━━━━━ Exercise inputs

//! Domain error model.

use thiserror::Error;

/// Domain-level error.
///
/// Keep this focused on deterministic value failures. Transport and upstream
/// failures belong to the gateway crate.
#[derive(Debug, Error, Clone, PartialEq, Eq)]
pub enum DomainError {
    /// An identifier was invalid (empty, or not representable in a header).
    #[error("invalid identifier: {0}")]
    InvalidId(String),
}

impl DomainError {
    pub fn invalid_id(msg: impl Into<String>) -> Self {
        Self::InvalidId(msg.into())
    }
}
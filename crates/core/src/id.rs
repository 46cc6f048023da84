//! Strongly-typed identifiers carried through the proxy.
//!
//! All identifiers end up as trusted header values on the upstream request, so
//! construction rejects values that could not be sent as one: empty strings
//! and strings containing control characters (CR/LF in particular).

use core::str::FromStr;
use serde::{Deserialize, Serialize};

use crate::error::DomainError;

/// Unique identifier of a signed-in user, as supplied by the session layer.
#[derive(Debug, Clone, PartialEq, Eq, Hash, Serialize, Deserialize)]
#[serde(try_from = "String", into = "String")]
pub struct UserId(String);

/// Identifier of the organisation a signed-in user belongs to.
#[derive(Debug, Clone, PartialEq, Eq, Hash, Serialize, Deserialize)]
#[serde(try_from = "String", into = "String")]
pub struct OrganisationId(String);

/// Subject asserted by a bypass token (`sub` claim).
///
/// Not resolved to a user record; it is relayed to upstream as-is.
#[derive(Debug, Clone, PartialEq, Eq, Hash, Serialize, Deserialize)]
#[serde(try_from = "String", into = "String")]
pub struct SubjectId(String);

fn check(name: &str, value: &str) -> Result<(), DomainError> {
    if value.is_empty() {
        return Err(DomainError::invalid_id(format!("{name}: empty")));
    }
    if value.chars().any(char::is_control) {
        return Err(DomainError::invalid_id(format!(
            "{name}: contains control characters"
        )));
    }
    Ok(())
}

macro_rules! impl_string_newtype {
    ($t:ty, $name:literal) => {
        impl $t {
            /// Create a validated identifier.
            pub fn new(value: impl Into<String>) -> Result<Self, DomainError> {
                let value = value.into();
                check($name, &value)?;
                Ok(Self(value))
            }

            pub fn as_str(&self) -> &str {
                &self.0
            }
        }

        impl core::fmt::Display for $t {
            fn fmt(&self, f: &mut core::fmt::Formatter<'_>) -> core::fmt::Result {
                f.write_str(&self.0)
            }
        }

        impl FromStr for $t {
            type Err = DomainError;

            fn from_str(s: &str) -> Result<Self, Self::Err> {
                Self::new(s)
            }
        }

        impl TryFrom<String> for $t {
            type Error = DomainError;

            fn try_from(value: String) -> Result<Self, Self::Error> {
                Self::new(value)
            }
        }

        impl From<$t> for String {
            fn from(value: $t) -> Self {
                value.0
            }
        }
    };
}

impl_string_newtype!(UserId, "UserId");
impl_string_newtype!(OrganisationId, "OrganisationId");
impl_string_newtype!(SubjectId, "SubjectId");
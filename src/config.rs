use color_eyre::{eyre::eyre, Result};
use serde::Deserialize;
use std::path::{Path, PathBuf};
use std::time::Duration;

use crate::sync::RetryConfig;

#[derive(Debug, Clone, Deserialize)]
pub struct Config {
  pub api: ApiConfig,
  #[serde(default)]
  pub cache: CacheConfig,
  #[serde(default)]
  pub retry: RetryConfig,
  #[serde(default)]
  pub notifications: NotificationsConfig,
  #[serde(default)]
  pub batch: BatchConfig,
}

#[derive(Debug, Clone, Deserialize)]
pub struct ApiConfig {
  /// Base URL of the padel API (e.g., "https://api.mypadel.club")
  pub url: String,
  /// Per-request timeout
  #[serde(default = "default_timeout_secs")]
  pub timeout_secs: u64,
  /// Club used when a command doesn't name one
  pub club_id: Option<u64>,
}

fn default_timeout_secs() -> u64 {
  15
}

#[derive(Debug, Clone, Deserialize)]
#[serde(default)]
pub struct CacheConfig {
  /// Mirror the cache into SQLite so it survives restarts
  pub persist: bool,
  /// Database location (defaults to $XDG_DATA_HOME/padel-sync/cache.db)
  pub path: Option<PathBuf>,
  /// Expiry of cached results; unset keeps them until invalidated
  pub ttl_secs: Option<u64>,
}

impl Default for CacheConfig {
  fn default() -> Self {
    Self {
      persist: true,
      path: None,
      ttl_secs: Some(300),
    }
  }
}

impl CacheConfig {
  pub fn ttl(&self) -> Option<Duration> {
    self.ttl_secs.map(Duration::from_secs)
  }
}

#[derive(Debug, Clone, Deserialize)]
#[serde(default)]
pub struct NotificationsConfig {
  /// Auto-dismiss delay for notifications raised by mutations
  pub auto_dismiss_ms: Option<u64>,
}

impl Default for NotificationsConfig {
  fn default() -> Self {
    Self {
      auto_dismiss_ms: Some(4000),
    }
  }
}

impl NotificationsConfig {
  pub fn auto_dismiss(&self) -> Option<Duration> {
    self.auto_dismiss_ms.map(Duration::from_millis)
  }
}

#[derive(Debug, Clone, Deserialize)]
#[serde(default)]
pub struct BatchConfig {
  /// Items dispatched concurrently per batch
  pub size: usize,
}

impl Default for BatchConfig {
  fn default() -> Self {
    Self {
      size: crate::sync::DEFAULT_BATCH_SIZE,
    }
  }
}

impl Config {
  /// Load configuration from file.
  ///
  /// Search order:
  /// 1. Explicit path if provided
  /// 2. ./padel-sync.yaml (current directory)
  /// 3. $XDG_CONFIG_HOME/padel-sync/config.yaml
  pub fn load(explicit_path: Option<&Path>) -> Result<Self> {
    let path = if let Some(p) = explicit_path {
      if p.exists() {
        Some(p.to_path_buf())
      } else {
        return Err(eyre!("Config file not found: {}", p.display()));
      }
    } else {
      Self::find_config_file()
    };

    match path {
      Some(p) => Self::load_from_path(&p),
      None => Err(eyre!(
        "No configuration file found. Create one at ~/.config/padel-sync/config.yaml\n\
                 with at least an `api.url` entry."
      )),
    }
  }

  fn find_config_file() -> Option<PathBuf> {
    let local = PathBuf::from("padel-sync.yaml");
    if local.exists() {
      return Some(local);
    }

    if let Some(config_dir) = dirs::config_dir() {
      let xdg_path = config_dir.join("padel-sync").join("config.yaml");
      if xdg_path.exists() {
        return Some(xdg_path);
      }
    }

    None
  }

  fn load_from_path(path: &Path) -> Result<Self> {
    let contents = std::fs::read_to_string(path)
      .map_err(|e| eyre!("Failed to read config file {}: {}", path.display(), e))?;

    Self::parse(&contents)
      .map_err(|e| eyre!("Failed to parse config file {}: {}", path.display(), e))
  }

  fn parse(contents: &str) -> Result<Self> {
    let config: Config = serde_yaml::from_str(contents)?;
    if config.batch.size == 0 {
      return Err(eyre!("batch.size must be at least 1"));
    }
    Ok(config)
  }

  /// Get the API token from environment variables.
  ///
  /// Checks PADEL_SYNC_TOKEN first, then PADEL_API_TOKEN as fallback.
  pub fn get_api_token() -> Result<String> {
    std::env::var("PADEL_SYNC_TOKEN")
      .or_else(|_| std::env::var("PADEL_API_TOKEN"))
      .map_err(|_| {
        eyre!("API token not found. Set PADEL_SYNC_TOKEN or PADEL_API_TOKEN environment variable.")
      })
  }
}
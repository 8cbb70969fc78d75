use crate::commands::{CacheCommand, Command};
use color_eyre::{eyre::eyre, Result};
use padel_sync::api::keys::{court_bookings_pattern, reservation_pattern};
use padel_sync::api::types::{Client, ClientUpdate, NewReservation, Reservation};
use padel_sync::api::{ApiClient, PadelQueryKey};
use padel_sync::cache::{CacheStorage, InvalidationPattern, NoopStorage, QueryKey, SqliteStorage};
use padel_sync::store::Notification;
use padel_sync::{BatchOptions, Config, DataSync, MutationError, Query, QueryState, RetryPolicy, Store};
use serde::de::DeserializeOwned;
use std::sync::Arc;
use std::time::Duration;
use tracing::{debug, info};

const POLL_INTERVAL: Duration = Duration::from_millis(50);

/// Main application state
pub struct App {
  config: Config,
  store: Store,
  sync: DataSync,
}

impl App {
  pub fn new(config: Config) -> Result<Self> {
    let storage: Arc<dyn CacheStorage> = if config.cache.persist {
      let path = match &config.cache.path {
        Some(path) => path.clone(),
        None => SqliteStorage::default_path()?,
      };
      debug!(path = %path.display(), "Opening cache database");
      Arc::new(SqliteStorage::open_at(&path)?)
    } else {
      Arc::new(NoopStorage)
    };

    let store = Store::with_storage(storage);
    let sync = DataSync::new(store.clone())
      .with_retry(RetryPolicy::from(&config.retry))
      .with_cache_time(config.cache.ttl())
      .with_notification_ttl(config.notifications.auto_dismiss());

    Ok(Self {
      config,
      store,
      sync,
    })
  }

  /// Run one command, then print whatever notifications it raised.
  pub async fn run(&self, command: Command) -> Result<()> {
    let result = match command {
      Command::Whoami => self.whoami().await,
      Command::Reserve {
        court,
        start,
        minutes,
        players,
      } => {
        let reservation = NewReservation {
          court_id: court,
          club_id: self.config.api.club_id,
          start,
          duration_minutes: minutes,
          players,
        };
        self.reserve(reservation).await
      }
      Command::Cancel { id, court } => self.cancel(id, court).await,
      Command::UpdateClient {
        id,
        name,
        email,
        phone,
      } => self.update_client(id, ClientUpdate { name, email, phone }).await,
      Command::CancelBatch { ids, court } => self.cancel_batch(ids, court).await,
      Command::Reservations { court } => self.reservations(court).await,
      Command::Cache(command) => self.cache(command),
    };

    for notification in self.store.notifications() {
      println!("{}", notification);
    }
    result
  }

  // API client is built lazily so cache commands work without a token
  fn api(&self) -> Result<ApiClient> {
    ApiClient::new(&self.config)
  }

  fn cached<T: DeserializeOwned>(&self, key: &str) -> Option<T> {
    let value = self.store.get_cache(key)?;
    serde_json::from_value(value)
      .map_err(|e| debug!(%key, "Ignoring cached value: {}", e))
      .ok()
  }

  /// Court reservations from the cache, or from the API on a miss.
  async fn court_reservations(&self, api: &ApiClient, court: u64) -> Result<Vec<Reservation>> {
    let key = PadelQueryKey::CourtReservations { court_id: court }.cache_key();
    if let Some(reservations) = self.cached(&key) {
      return Ok(reservations);
    }

    let reservations = api.list_reservations(court).await?;
    self.store.set_cache(
      &key,
      serde_json::to_value(&reservations)?,
      self.config.cache.ttl(),
    );
    Ok(reservations)
  }

  /// A client from the cache, or from the API on a miss.
  async fn client(&self, api: &ApiClient, id: u64) -> Result<Client> {
    let key = PadelQueryKey::Client { id }.cache_key();
    if let Some(client) = self.cached(&key) {
      return Ok(client);
    }

    let client = api.get_client(id).await?;
    self.store.set_cache(&key, serde_json::to_value(&client)?, self.config.cache.ttl());
    Ok(client)
  }

  async fn whoami(&self) -> Result<()> {
    let api = self.api()?;
    let principal = api.me().await?;

    self.store.set_cache(
      &PadelQueryKey::CurrentUser.cache_key(),
      serde_json::to_value(&principal)?,
      self.config.cache.ttl(),
    );
    self.store.login(principal.clone());

    match &principal.email {
      Some(email) => println!("{} <{}>", principal.name, email),
      None => println!("{}", principal.name),
    }
    if !principal.roles.is_empty() {
      println!("roles: {}", principal.roles.join(", "));
    }
    Ok(())
  }

  async fn reserve(&self, reservation: NewReservation) -> Result<()> {
    let api = self.api()?;
    let court = reservation.court_id;
    let key = PadelQueryKey::CourtReservations { court_id: court }.cache_key();

    let current = self.court_reservations(&api, court).await?;
    let mut optimistic = current.clone();
    optimistic.push(reservation.pending());

    let options = self
      .sync
      .options(&key)
      .optimistic(serde_json::to_value(&optimistic)?)
      .invalidate(court_bookings_pattern(court))
      .notify_success(format!("Court {} booked for {}", court, reservation.start))
      .notify_error("Reservation failed");

    let reservations = self
      .sync
      .mutate(&options, reservation, |reservation| {
        let api = api.clone();
        let mut reservations = current.clone();
        async move {
          let created = api.create_reservation(&reservation).await?;
          reservations.push(created);
          Ok::<_, MutationError>(reservations)
        }
      })
      .await?;

    if let Some(created) = reservations.last() {
      info!(id = created.id, court, "Reservation created");
      println!("Reservation #{} on court {}", created.id, court);
    }
    Ok(())
  }

  async fn cancel(&self, id: u64, court: u64) -> Result<()> {
    let api = self.api()?;
    let key = PadelQueryKey::CourtReservations { court_id: court }.cache_key();

    let remaining: Vec<Reservation> = self
      .court_reservations(&api, court)
      .await?
      .into_iter()
      .filter(|r| r.id != id)
      .collect();

    let options = self
      .sync
      .options(&key)
      .optimistic(serde_json::to_value(&remaining)?)
      .invalidate(reservation_pattern(id, court))
      .notify_success(format!("Reservation #{} cancelled", id))
      .notify_error("Cancellation failed");

    self
      .sync
      .mutate(&options, id, |id| {
        let api = api.clone();
        let remaining = remaining.clone();
        async move {
          api.cancel_reservation(id).await?;
          Ok::<_, MutationError>(remaining)
        }
      })
      .await?;
    Ok(())
  }

  async fn update_client(&self, id: u64, update: ClientUpdate) -> Result<()> {
    if update.is_empty() {
      return Err(eyre!("Nothing to update: pass --name, --email or --phone"));
    }

    let api = self.api()?;
    let key = PadelQueryKey::Client { id }.cache_key();

    let current = self.client(&api, id).await?;
    let options = self
      .sync
      .options(&key)
      .optimistic(serde_json::to_value(update.apply_to(&current))?)
      .invalidate_on_success(true)
      .notify_success(format!("Client {} updated", id))
      .notify_error("Client update failed");

    let client = self
      .sync
      .mutate(&options, update, |update| {
        let api = api.clone();
        async move { api.update_client(id, &update).await }
      })
      .await?;

    println!(
      "{}  email: {}  phone: {}",
      client.name,
      client.email.as_deref().unwrap_or("-"),
      client.phone.as_deref().unwrap_or("-")
    );
    Ok(())
  }

  async fn cancel_batch(&self, ids: Vec<u64>, court: u64) -> Result<()> {
    let api = self.api()?;
    let key = PadelQueryKey::CourtReservations { court_id: court }.cache_key();

    let remaining: Vec<Reservation> = self
      .court_reservations(&api, court)
      .await?
      .into_iter()
      .filter(|r| !ids.contains(&r.id))
      .collect();

    let options = BatchOptions {
      batch_size: self.config.batch.size,
      optimistic: Some((key, serde_json::to_value(&remaining)?)),
      invalidate_pattern: Some(court_bookings_pattern(court)),
      retry: RetryPolicy::from(&self.config.retry),
    };

    let report = self
      .sync
      .process_batch(
        ids.clone(),
        &options,
        |id| {
          let api = api.clone();
          async move { api.cancel_reservation(id).await }
        },
        |progress| println!("{:>5.1}%", progress),
      )
      .await?;

    for (index, error) in report.errors() {
      eprintln!("#{}: {}", ids[index], error);
    }

    let total = report.results.len();
    let notification = if report.failed() == 0 {
      Notification::success("Batch cancelled", format!("{} reservations cancelled", total))
    } else {
      Notification::error(
        "Batch cancel incomplete",
        format!("{} of {} cancellations failed", report.failed(), total),
      )
    };
    self.store.add_notification(notification);
    Ok(())
  }

  async fn reservations(&self, court: u64) -> Result<()> {
    let api = self.api()?;
    let query_key = PadelQueryKey::CourtReservations { court_id: court };
    let key = query_key.cache_key();
    debug!(%key, "Loading {}", query_key.description());

    let mut query = Query::new(self.store.clone(), key, move || {
      let api = api.clone();
      async move { api.list_reservations(court).await }
    });
    if let Some(ttl) = self.config.cache.ttl() {
      query = query.with_cache_time(ttl);
    }

    query.fetch();
    while query.is_loading() {
      tokio::time::sleep(POLL_INTERVAL).await;
      query.poll();
    }

    match query.state() {
      QueryState::Success(reservations) => {
        if reservations.is_empty() {
          println!("No reservations on court {}", court);
        }
        for r in reservations {
          println!(
            "#{:<6} {}  {:>3}min  {:<9} {}",
            r.id,
            r.start.format("%Y-%m-%d %H:%M"),
            r.duration_minutes,
            format!("{:?}", r.status).to_lowercase(),
            r.players.join(", ")
          );
        }
        Ok(())
      }
      QueryState::Error(e) => Err(eyre!("Failed to load reservations: {}", e)),
      QueryState::Idle | QueryState::Loading => Ok(()),
    }
  }

  fn cache(&self, command: CacheCommand) -> Result<()> {
    match command {
      CacheCommand::List => {
        for key in self.store.cache_keys() {
          println!("{}", key);
        }
      }
      CacheCommand::Invalidate { pattern } => {
        let matcher = InvalidationPattern::new(&pattern)
          .map_err(|e| eyre!("Invalid pattern '{}': {}", pattern, e))?;
        let removed = self.store.invalidate_matching(&matcher);
        println!("Invalidated {} entries", removed.len());
      }
      CacheCommand::Clear => {
        self.store.clear_cache();
        println!("Cache cleared");
      }
    }
    Ok(())
  }
}
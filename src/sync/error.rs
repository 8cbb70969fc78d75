use thiserror::Error;

/// Failure of a remote mutation.
///
/// Variants fall into three groups: transient failures that are worth
/// retrying, permanent failures that are surfaced immediately, and
/// configuration mistakes caught before anything runs.
#[derive(Debug, Clone, Error, PartialEq, Eq)]
pub enum MutationError {
  /// Connection failure or timeout before a response arrived
  #[error("network error: {0}")]
  Network(String),

  /// The server answered with a non-success status
  #[error("HTTP {status}: {message}")]
  Status { status: u16, message: String },

  /// The response body could not be decoded, or the result could not be cached
  #[error("invalid response: {0}")]
  Decode(String),

  /// The mutation was configured incorrectly
  #[error("invalid mutation config: {0}")]
  InvalidConfig(String),
}

impl MutationError {
  /// Whether retrying the same request may succeed.
  ///
  /// Network errors, request timeouts, rate limiting and server errors are
  /// transient. Every other status is a permanent rejection.
  pub fn is_transient(&self) -> bool {
    match self {
      MutationError::Network(_) => true,
      MutationError::Status { status, .. } => matches!(status, 408 | 429 | 500..=599),
      MutationError::Decode(_) | MutationError::InvalidConfig(_) => false,
    }
  }
}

━━━━━━━━━━

- _Requirement_: Go through the listing above. Show each line where the word "values" is found.

- _The completed task_:
//! All identifiers end up as trusted header values on the upstream request, so
//! construction rejects values that could not be sent as one: empty strings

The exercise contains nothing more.